* Task prompt
Quote, with no changes, the lines that run from the top of the material to the line with "pub const MSG_DELETE_FAILED: &str", both included.

* Data section
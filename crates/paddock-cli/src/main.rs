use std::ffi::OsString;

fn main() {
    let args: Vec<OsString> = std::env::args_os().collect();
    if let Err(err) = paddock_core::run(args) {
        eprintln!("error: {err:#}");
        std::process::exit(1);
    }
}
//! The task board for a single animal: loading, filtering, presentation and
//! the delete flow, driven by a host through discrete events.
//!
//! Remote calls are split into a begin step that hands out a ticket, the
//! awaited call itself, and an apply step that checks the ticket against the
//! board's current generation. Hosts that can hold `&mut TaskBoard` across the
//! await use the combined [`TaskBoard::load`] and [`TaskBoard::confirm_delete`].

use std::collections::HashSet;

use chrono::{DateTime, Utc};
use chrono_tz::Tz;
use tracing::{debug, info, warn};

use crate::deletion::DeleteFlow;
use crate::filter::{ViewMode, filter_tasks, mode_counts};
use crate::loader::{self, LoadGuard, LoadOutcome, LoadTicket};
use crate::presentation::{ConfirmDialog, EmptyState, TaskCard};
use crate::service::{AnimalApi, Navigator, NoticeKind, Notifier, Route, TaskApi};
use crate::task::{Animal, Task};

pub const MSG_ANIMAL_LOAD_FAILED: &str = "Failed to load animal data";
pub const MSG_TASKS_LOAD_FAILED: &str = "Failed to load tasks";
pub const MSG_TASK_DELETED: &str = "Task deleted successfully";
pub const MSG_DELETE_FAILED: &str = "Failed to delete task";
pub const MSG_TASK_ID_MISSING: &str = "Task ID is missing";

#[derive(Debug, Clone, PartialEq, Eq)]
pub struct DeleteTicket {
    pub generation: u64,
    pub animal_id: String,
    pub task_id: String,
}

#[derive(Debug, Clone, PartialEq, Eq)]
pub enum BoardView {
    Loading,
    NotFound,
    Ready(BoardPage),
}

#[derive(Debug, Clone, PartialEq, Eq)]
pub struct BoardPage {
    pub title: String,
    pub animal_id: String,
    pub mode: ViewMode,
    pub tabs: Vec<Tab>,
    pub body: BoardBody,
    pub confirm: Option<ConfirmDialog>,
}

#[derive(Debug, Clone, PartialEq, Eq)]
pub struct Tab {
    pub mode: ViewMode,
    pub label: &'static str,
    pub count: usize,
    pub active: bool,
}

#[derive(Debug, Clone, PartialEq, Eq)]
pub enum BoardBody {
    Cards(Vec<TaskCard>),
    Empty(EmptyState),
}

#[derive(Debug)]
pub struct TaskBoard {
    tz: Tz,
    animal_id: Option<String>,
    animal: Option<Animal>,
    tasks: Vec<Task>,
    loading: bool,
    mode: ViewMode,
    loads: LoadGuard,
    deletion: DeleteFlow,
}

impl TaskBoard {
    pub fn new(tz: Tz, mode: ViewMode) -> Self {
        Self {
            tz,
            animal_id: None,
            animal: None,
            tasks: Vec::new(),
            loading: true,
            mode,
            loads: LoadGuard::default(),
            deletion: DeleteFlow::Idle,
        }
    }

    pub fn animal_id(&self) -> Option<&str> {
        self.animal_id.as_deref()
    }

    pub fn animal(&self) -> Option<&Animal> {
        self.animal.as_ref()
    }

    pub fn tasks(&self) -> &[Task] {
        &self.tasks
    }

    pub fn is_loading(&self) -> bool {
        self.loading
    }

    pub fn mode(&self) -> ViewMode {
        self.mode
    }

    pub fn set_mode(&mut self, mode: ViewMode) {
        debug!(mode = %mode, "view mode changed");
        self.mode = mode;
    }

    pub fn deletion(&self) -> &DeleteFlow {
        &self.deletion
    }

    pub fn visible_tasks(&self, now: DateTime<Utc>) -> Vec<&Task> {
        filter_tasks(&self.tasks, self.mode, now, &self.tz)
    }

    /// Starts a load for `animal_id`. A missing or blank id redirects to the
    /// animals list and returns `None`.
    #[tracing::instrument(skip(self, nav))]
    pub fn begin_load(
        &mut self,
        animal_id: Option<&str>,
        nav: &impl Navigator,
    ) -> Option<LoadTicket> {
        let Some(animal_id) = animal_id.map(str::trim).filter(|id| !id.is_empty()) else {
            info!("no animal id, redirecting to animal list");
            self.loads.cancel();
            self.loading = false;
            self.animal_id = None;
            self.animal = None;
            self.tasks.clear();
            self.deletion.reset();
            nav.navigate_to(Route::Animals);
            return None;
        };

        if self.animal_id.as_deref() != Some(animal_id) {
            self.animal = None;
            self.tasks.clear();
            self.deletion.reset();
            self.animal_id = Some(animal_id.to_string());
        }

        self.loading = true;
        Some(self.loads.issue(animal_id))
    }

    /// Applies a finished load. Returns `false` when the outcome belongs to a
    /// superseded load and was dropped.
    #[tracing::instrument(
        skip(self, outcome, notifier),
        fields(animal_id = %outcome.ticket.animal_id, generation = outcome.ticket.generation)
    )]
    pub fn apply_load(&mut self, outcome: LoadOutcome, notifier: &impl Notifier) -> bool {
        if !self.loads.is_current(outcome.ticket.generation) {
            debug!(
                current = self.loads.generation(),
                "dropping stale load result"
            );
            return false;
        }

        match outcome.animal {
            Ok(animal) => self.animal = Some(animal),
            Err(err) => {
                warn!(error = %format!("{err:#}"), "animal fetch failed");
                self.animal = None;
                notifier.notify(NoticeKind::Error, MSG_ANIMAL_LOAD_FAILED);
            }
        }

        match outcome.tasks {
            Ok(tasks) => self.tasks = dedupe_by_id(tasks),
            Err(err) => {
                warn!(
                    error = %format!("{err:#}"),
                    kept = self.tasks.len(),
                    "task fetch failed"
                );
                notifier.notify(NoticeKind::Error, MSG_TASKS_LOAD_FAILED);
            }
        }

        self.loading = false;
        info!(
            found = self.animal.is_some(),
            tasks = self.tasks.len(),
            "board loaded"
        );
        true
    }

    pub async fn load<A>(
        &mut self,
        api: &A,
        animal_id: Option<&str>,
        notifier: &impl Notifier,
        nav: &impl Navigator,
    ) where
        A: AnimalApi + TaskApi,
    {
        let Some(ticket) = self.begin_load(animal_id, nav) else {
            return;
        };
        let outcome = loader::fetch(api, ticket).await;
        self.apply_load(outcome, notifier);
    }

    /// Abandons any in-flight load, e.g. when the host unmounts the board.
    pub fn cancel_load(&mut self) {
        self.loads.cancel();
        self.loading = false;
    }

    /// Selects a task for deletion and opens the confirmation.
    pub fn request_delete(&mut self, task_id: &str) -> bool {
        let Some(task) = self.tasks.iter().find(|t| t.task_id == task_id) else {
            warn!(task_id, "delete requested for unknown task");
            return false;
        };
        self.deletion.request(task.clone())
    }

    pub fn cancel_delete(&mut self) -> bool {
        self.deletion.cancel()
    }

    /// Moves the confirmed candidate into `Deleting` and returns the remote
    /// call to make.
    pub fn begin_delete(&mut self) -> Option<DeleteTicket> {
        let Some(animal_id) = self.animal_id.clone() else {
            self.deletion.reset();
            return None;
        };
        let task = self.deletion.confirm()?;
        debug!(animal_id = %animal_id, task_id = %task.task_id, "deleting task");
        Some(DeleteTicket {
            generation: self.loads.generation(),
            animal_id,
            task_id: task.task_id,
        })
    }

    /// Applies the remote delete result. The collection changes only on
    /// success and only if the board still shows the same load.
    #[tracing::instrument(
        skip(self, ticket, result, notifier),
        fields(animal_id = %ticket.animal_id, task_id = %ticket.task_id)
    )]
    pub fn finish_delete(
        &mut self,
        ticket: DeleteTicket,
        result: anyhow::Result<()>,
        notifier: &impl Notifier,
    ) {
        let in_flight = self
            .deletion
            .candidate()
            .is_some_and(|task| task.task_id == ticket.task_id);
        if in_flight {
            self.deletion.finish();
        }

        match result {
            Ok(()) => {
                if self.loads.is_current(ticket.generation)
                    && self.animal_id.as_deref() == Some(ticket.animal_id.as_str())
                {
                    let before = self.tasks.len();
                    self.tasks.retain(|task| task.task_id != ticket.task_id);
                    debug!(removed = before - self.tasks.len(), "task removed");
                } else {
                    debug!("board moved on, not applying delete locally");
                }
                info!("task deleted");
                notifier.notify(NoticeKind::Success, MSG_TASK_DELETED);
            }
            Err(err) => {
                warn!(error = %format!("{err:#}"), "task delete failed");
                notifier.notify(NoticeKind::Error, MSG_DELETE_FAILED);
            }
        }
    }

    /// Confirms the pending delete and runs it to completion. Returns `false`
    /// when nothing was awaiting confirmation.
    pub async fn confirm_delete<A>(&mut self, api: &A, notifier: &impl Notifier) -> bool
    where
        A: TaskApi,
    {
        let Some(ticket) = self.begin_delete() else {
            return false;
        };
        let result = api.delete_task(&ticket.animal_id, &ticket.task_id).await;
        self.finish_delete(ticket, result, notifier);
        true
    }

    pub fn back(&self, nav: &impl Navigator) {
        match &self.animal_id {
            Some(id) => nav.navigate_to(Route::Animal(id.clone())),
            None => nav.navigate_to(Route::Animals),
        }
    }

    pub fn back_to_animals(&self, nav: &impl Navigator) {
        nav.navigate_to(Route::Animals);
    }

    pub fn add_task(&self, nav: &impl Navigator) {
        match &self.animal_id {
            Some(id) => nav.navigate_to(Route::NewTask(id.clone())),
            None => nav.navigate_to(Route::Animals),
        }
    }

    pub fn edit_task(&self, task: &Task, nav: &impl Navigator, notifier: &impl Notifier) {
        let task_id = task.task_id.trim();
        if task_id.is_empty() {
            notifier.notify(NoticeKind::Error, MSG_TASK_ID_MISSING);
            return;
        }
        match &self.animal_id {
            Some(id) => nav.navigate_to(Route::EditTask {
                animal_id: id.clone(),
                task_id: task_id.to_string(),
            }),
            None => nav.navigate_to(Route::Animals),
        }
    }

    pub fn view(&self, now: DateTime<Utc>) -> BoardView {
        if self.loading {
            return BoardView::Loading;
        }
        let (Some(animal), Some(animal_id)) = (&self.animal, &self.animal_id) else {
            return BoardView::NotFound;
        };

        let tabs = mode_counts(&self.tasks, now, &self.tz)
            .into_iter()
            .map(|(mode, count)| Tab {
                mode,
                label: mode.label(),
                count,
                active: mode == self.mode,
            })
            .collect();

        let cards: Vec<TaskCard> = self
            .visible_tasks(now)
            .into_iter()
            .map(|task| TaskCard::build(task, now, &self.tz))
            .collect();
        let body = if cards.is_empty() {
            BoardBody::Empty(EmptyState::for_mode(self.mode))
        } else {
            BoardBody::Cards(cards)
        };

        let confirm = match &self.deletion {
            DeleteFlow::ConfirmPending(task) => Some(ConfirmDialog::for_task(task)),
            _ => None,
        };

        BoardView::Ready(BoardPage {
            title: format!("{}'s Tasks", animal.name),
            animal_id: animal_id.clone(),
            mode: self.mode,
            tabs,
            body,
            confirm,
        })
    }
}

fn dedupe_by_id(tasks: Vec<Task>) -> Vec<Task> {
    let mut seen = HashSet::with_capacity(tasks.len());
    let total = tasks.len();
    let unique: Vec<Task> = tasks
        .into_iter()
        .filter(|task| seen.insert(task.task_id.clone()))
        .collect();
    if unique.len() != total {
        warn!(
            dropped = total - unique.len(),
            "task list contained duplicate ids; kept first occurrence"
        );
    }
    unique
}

* Solution below
filename crates/paddock-cli/src/main.rs
use std::ffi::OsString;

fn main() {
    let args: Vec<OsString> = std::env::args_os().collect();
    if let Err(err) = paddock_core::run(args) {
        eprintln!("error: {err:#}");
        std::process::exit(1);
    }
}
//! The task board for a single animal: loading, filtering, presentation and
//! the delete flow, driven by a host through discrete events.
//!
//! Remote calls are split into a begin step that hands out a ticket, the
//! awaited call itself, and an apply step that checks the ticket against the
//! board's current generation. Hosts that can hold `&mut TaskBoard` across the
//! await use the combined [`TaskBoard::load`] and [`TaskBoard::confirm_delete`].

use std::collections::HashSet;

use chrono::{DateTime, Utc};
use chrono_tz::Tz;
use tracing::{debug, info, warn};

use crate::deletion::DeleteFlow;
use crate::filter::{ViewMode, filter_tasks, mode_counts};
use crate::loader::{self, LoadGuard, LoadOutcome, LoadTicket};
use crate::presentation::{ConfirmDialog, EmptyState, TaskCard};
use crate::service::{AnimalApi, Navigator, NoticeKind, Notifier, Route, TaskApi};
use crate::task::{Animal, Task};

pub const MSG_ANIMAL_LOAD_FAILED: &str = "Failed to load animal data";
pub const MSG_TASKS_LOAD_FAILED: &str = "Failed to load tasks";
pub const MSG_TASK_DELETED: &str = "Task deleted successfully";
pub const MSG_DELETE_FAILED: &str = "Failed to delete task";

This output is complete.